■ **Items from a dataset**

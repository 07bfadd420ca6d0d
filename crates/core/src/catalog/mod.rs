//! Fuel property catalog.
//!
//! Plain lookup maps keyed by fuel type, feedstock and generation. The
//! built-in table is versioned `standard-2024`; regulatory updates ship as a
//! new catalog TOML rather than a code change.

pub mod error;
pub mod properties;
pub mod source;
mod standard;

use std::collections::HashMap;
use std::path::Path;

use rust_decimal::Decimal;
use tidemark_shared::config::CatalogSettings;
use tidemark_shared::types::{BiofuelFeedstock, BiofuelGeneration, FuelType};

pub use error::CatalogError;
pub use properties::FuelPropertySpec;
pub use source::{CatalogConfig, FeedstockFactorEntry, FuelEntry, GenerationMultiplierEntry};
pub use standard::STANDARD_VERSION;

/// Factor used for feedstocks missing from the catalog (gCO2e/MJ).
pub const FALLBACK_FEEDSTOCK_FACTOR: Decimal = Decimal::from_parts(25, 0, 0, false, 0);

/// Multiplier used when no generation is declared or it is missing from the catalog.
pub const FALLBACK_GENERATION_MULTIPLIER: Decimal = Decimal::ONE;

/// Versioned fuel property catalog.
#[derive(Debug, Clone)]
pub struct FuelCatalog {
    version: String,
    fuels: HashMap<FuelType, FuelPropertySpec>,
    feedstock_factors: HashMap<BiofuelFeedstock, Decimal>,
    generation_multipliers: HashMap<BiofuelGeneration, Decimal>,
}

impl FuelCatalog {
    /// The built-in standard table.
    #[must_use]
    pub fn standard() -> Self {
        Self {
            version: STANDARD_VERSION.to_string(),
            fuels: standard::fuels(),
            feedstock_factors: standard::feedstock_factors(),
            generation_multipliers: standard::generation_multipliers(),
        }
    }

    /// Builds a catalog from a parsed catalog document.
    ///
    /// # Errors
    ///
    /// Returns `CatalogError` on a missing version, duplicate entries, or a
    /// non-positive density or calorific value.
    pub fn from_config(config: CatalogConfig) -> Result<Self, CatalogError> {
        if config.version.trim().is_empty() {
            return Err(CatalogError::MissingVersion);
        }

        let mut fuels = HashMap::with_capacity(config.fuels.len());
        for entry in config.fuels {
            validate_entry(&entry)?;
            if fuels.insert(entry.fuel_type, entry.properties).is_some() {
                return Err(CatalogError::DuplicateFuel(entry.fuel_type));
            }
        }

        let mut feedstock_factors = HashMap::with_capacity(config.feedstock_factors.len());
        for entry in config.feedstock_factors {
            if feedstock_factors.insert(entry.feedstock, entry.factor).is_some() {
                return Err(CatalogError::DuplicateFeedstock(entry.feedstock));
            }
        }

        let mut generation_multipliers =
            HashMap::with_capacity(config.generation_multipliers.len());
        for entry in config.generation_multipliers {
            if generation_multipliers
                .insert(entry.generation, entry.multiplier)
                .is_some()
            {
                return Err(CatalogError::DuplicateGeneration(entry.generation));
            }
        }

        Ok(Self {
            version: config.version,
            fuels,
            feedstock_factors,
            generation_multipliers,
        })
    }

    /// Loads a catalog TOML file.
    ///
    /// # Errors
    ///
    /// Returns `CatalogError::Load` if the file cannot be read or parsed, or
    /// any error from [`FuelCatalog::from_config`].
    pub fn load(path: impl AsRef<Path>) -> Result<Self, CatalogError> {
        let path = path.as_ref();
        let document: CatalogConfig = config::Config::builder()
            .add_source(config::File::from(path))
            .build()?
            .try_deserialize()?;

        let catalog = Self::from_config(document)?;
        tracing::info!(
            path = %path.display(),
            version = %catalog.version,
            fuels = catalog.fuels.len(),
            "fuel catalog loaded"
        );
        Ok(catalog)
    }

    /// Loads the catalog named in the settings, or the standard table.
    ///
    /// # Errors
    ///
    /// Returns any error from [`FuelCatalog::load`].
    pub fn from_settings(settings: &CatalogSettings) -> Result<Self, CatalogError> {
        match settings.path.as_deref() {
            Some(path) => Self::load(path),
            None => {
                tracing::debug!(version = STANDARD_VERSION, "using built-in fuel catalog");
                Ok(Self::standard())
            }
        }
    }

    /// Version tag of this catalog.
    #[must_use]
    pub fn version(&self) -> &str {
        &self.version
    }

    /// Standard properties of a fuel type.
    #[must_use]
    pub fn properties(&self, fuel_type: FuelType) -> Option<&FuelPropertySpec> {
        self.fuels.get(&fuel_type)
    }

    /// Lifecycle factor of a feedstock, falling back to 25 gCO2e/MJ.
    #[must_use]
    pub fn feedstock_factor(&self, feedstock: Option<BiofuelFeedstock>) -> Decimal {
        feedstock
            .and_then(|f| self.feedstock_factors.get(&f).copied())
            .unwrap_or(FALLBACK_FEEDSTOCK_FACTOR)
    }

    /// ILUC multiplier of a generation, falling back to 1.0.
    #[must_use]
    pub fn generation_multiplier(&self, generation: Option<BiofuelGeneration>) -> Decimal {
        generation
            .and_then(|g| self.generation_multipliers.get(&g).copied())
            .unwrap_or(FALLBACK_GENERATION_MULTIPLIER)
    }

    /// Fuel types with an entry, in declaration order.
    #[must_use]
    pub fn fuel_types(&self) -> Vec<FuelType> {
        FuelType::ALL
            .into_iter()
            .filter(|fuel| self.fuels.contains_key(fuel))
            .collect()
    }
}

impl Default for FuelCatalog {
    fn default() -> Self {
        Self::standard()
    }
}

fn validate_entry(entry: &FuelEntry) -> Result<(), CatalogError> {
    let checks = [
        ("density_kg_m3", entry.properties.density_kg_m3),
        (
            "lower_calorific_value_mj_kg",
            entry.properties.lower_calorific_value_mj_kg,
        ),
    ];
    for (property, value) in checks {
        if value.is_some_and(|v| v <= Decimal::ZERO) {
            return Err(CatalogError::NonPositiveProperty {
                fuel_type: entry.fuel_type,
                property,
            });
        }
    }
    Ok(())
}

#[cfg(test)]
mod tests {
    use super::*;
    use rstest::rstest;
    use rust_decimal_macros::dec;

    #[test]
    fn test_standard_version_and_coverage() {
        let catalog = FuelCatalog::standard();
        assert_eq!(catalog.version(), "standard-2024");
        assert_eq!(catalog.fuel_types().len(), 22);
        assert!(catalog.properties(FuelType::DimethylEther).is_none());
        assert!(catalog.properties(FuelType::BioHfo).is_none());
    }

    #[rstest]
    #[case(FuelType::Mgo, dec!(42.7), dec!(86.0), dec!(89.0))]
    #[case(FuelType::Hfo, dec!(40.2), dec!(87.0), dec!(94.0))]
    #[case(FuelType::Hvo, dec!(44.0), dec!(85.0), dec!(15.0))]
    #[case(FuelType::EMethanol, dec!(19.9), dec!(37.5), dec!(0))]
    fn test_standard_properties(
        #[case] fuel: FuelType,
        #[case] lcv: Decimal,
        #[case] carbon: Decimal,
        #[case] wtw: Decimal,
    ) {
        let spec = FuelCatalog::standard().properties(fuel).cloned().unwrap();
        assert_eq!(spec.lower_calorific_value_mj_kg, Some(lcv));
        assert_eq!(spec.carbon_content_pct, Some(carbon));
        assert_eq!(spec.well_to_wake_gco2e_mj, Some(wtw));
    }

    #[test]
    fn test_feedstock_factor_fallback() {
        let catalog = FuelCatalog::standard();
        assert_eq!(
            catalog.feedstock_factor(Some(BiofuelFeedstock::WasteCookingOil)),
            dec!(10)
        );
        assert_eq!(catalog.feedstock_factor(Some(BiofuelFeedstock::Palm)), dec!(35));
        assert_eq!(catalog.feedstock_factor(None), dec!(25));
    }

    #[rstest]
    #[case(Some(BiofuelGeneration::FirstGeneration), dec!(1.2))]
    #[case(Some(BiofuelGeneration::SecondGeneration), dec!(0.8))]
    #[case(Some(BiofuelGeneration::ThirdGeneration), dec!(0.5))]
    #[case(Some(BiofuelGeneration::FourthGeneration), dec!(0.2))]
    #[case(None, dec!(1))]
    fn test_generation_multiplier(
        #[case] generation: Option<BiofuelGeneration>,
        #[case] expected: Decimal,
    ) {
        assert_eq!(
            FuelCatalog::standard().generation_multiplier(generation),
            expected
        );
    }

    fn document(fuels: Vec<FuelEntry>) -> CatalogConfig {
        CatalogConfig {
            version: "test-1".to_string(),
            fuels,
            feedstock_factors: vec![],
            generation_multipliers: vec![],
        }
    }

    #[test]
    fn test_from_config_builds_maps() {
        let catalog = FuelCatalog::from_config(CatalogConfig {
            version: "custom-2030".to_string(),
            fuels: vec![FuelEntry {
                fuel_type: FuelType::DimethylEther,
                properties: FuelPropertySpec {
                    lower_calorific_value_mj_kg: Some(dec!(28.8)),
                    ..FuelPropertySpec::default()
                },
            }],
            feedstock_factors: vec![FeedstockFactorEntry {
                feedstock: BiofuelFeedstock::Algae,
                factor: dec!(3),
            }],
            generation_multipliers: vec![],
        })
        .unwrap();

        assert_eq!(catalog.version(), "custom-2030");
        assert_eq!(
            catalog
                .properties(FuelType::DimethylEther)
                .and_then(|s| s.lower_calorific_value_mj_kg),
            Some(dec!(28.8))
        );
        assert!(catalog.properties(FuelType::Mgo).is_none());
        assert_eq!(catalog.feedstock_factor(Some(BiofuelFeedstock::Algae)), dec!(3));
        // Missing entries fall back rather than erroring
        assert_eq!(catalog.feedstock_factor(Some(BiofuelFeedstock::Soy)), dec!(25));
        assert_eq!(
            catalog.generation_multiplier(Some(BiofuelGeneration::FirstGeneration)),
            dec!(1)
        );
    }

    #[test]
    fn test_from_config_rejects_duplicates() {
        let entry = FuelEntry {
            fuel_type: FuelType::Mgo,
            properties: FuelPropertySpec::default(),
        };
        let err = FuelCatalog::from_config(document(vec![entry.clone(), entry])).unwrap_err();
        assert!(matches!(err, CatalogError::DuplicateFuel(FuelType::Mgo)));
        assert_eq!(err.error_code(), "CATALOG_DUPLICATE_ENTRY");
    }

    #[test]
    fn test_from_config_rejects_non_positive_lcv() {
        let entry = FuelEntry {
            fuel_type: FuelType::Lng,
            properties: FuelPropertySpec {
                lower_calorific_value_mj_kg: Some(Decimal::ZERO),
                ..FuelPropertySpec::default()
            },
        };
        let err = FuelCatalog::from_config(document(vec![entry])).unwrap_err();
        assert!(matches!(
            err,
            CatalogError::NonPositiveProperty {
                fuel_type: FuelType::Lng,
                property: "lower_calorific_value_mj_kg"
            }
        ));
    }

    #[test]
    fn test_from_config_requires_version() {
        let mut doc = document(vec![]);
        doc.version = "  ".to_string();
        assert!(matches!(
            FuelCatalog::from_config(doc),
            Err(CatalogError::MissingVersion)
        ));
    }

    #[test]
    fn test_shipped_catalog_file_matches_standard_table() {
        let path = Path::new(env!("CARGO_MANIFEST_DIR"))
            .join("../../config/catalog/standard-2024.toml");
        let loaded = FuelCatalog::load(path).unwrap();
        let standard = FuelCatalog::standard();

        assert_eq!(loaded.version(), standard.version());
        assert_eq!(loaded.fuel_types(), standard.fuel_types());
        for fuel in standard.fuel_types() {
            assert_eq!(loaded.properties(fuel), standard.properties(fuel), "{fuel}");
        }
        assert_eq!(loaded.feedstock_factors, standard.feedstock_factors);
        assert_eq!(loaded.generation_multipliers, standard.generation_multipliers);
    }

    #[test]
    fn test_load_missing_file() {
        let err = FuelCatalog::load("does/not/exist.toml").unwrap_err();
        assert_eq!(err.error_code(), "CATALOG_LOAD_FAILED");
    }

    #[test]
    fn test_from_settings_defaults_to_standard() {
        let catalog = FuelCatalog::from_settings(&CatalogSettings::default()).unwrap();
        assert_eq!(catalog.version(), STANDARD_VERSION);
    }
}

■ **What is expected**
For the entries above, please state how many lines contain the string "Returns"; give the number and nothing else.

■ **Solution below**
3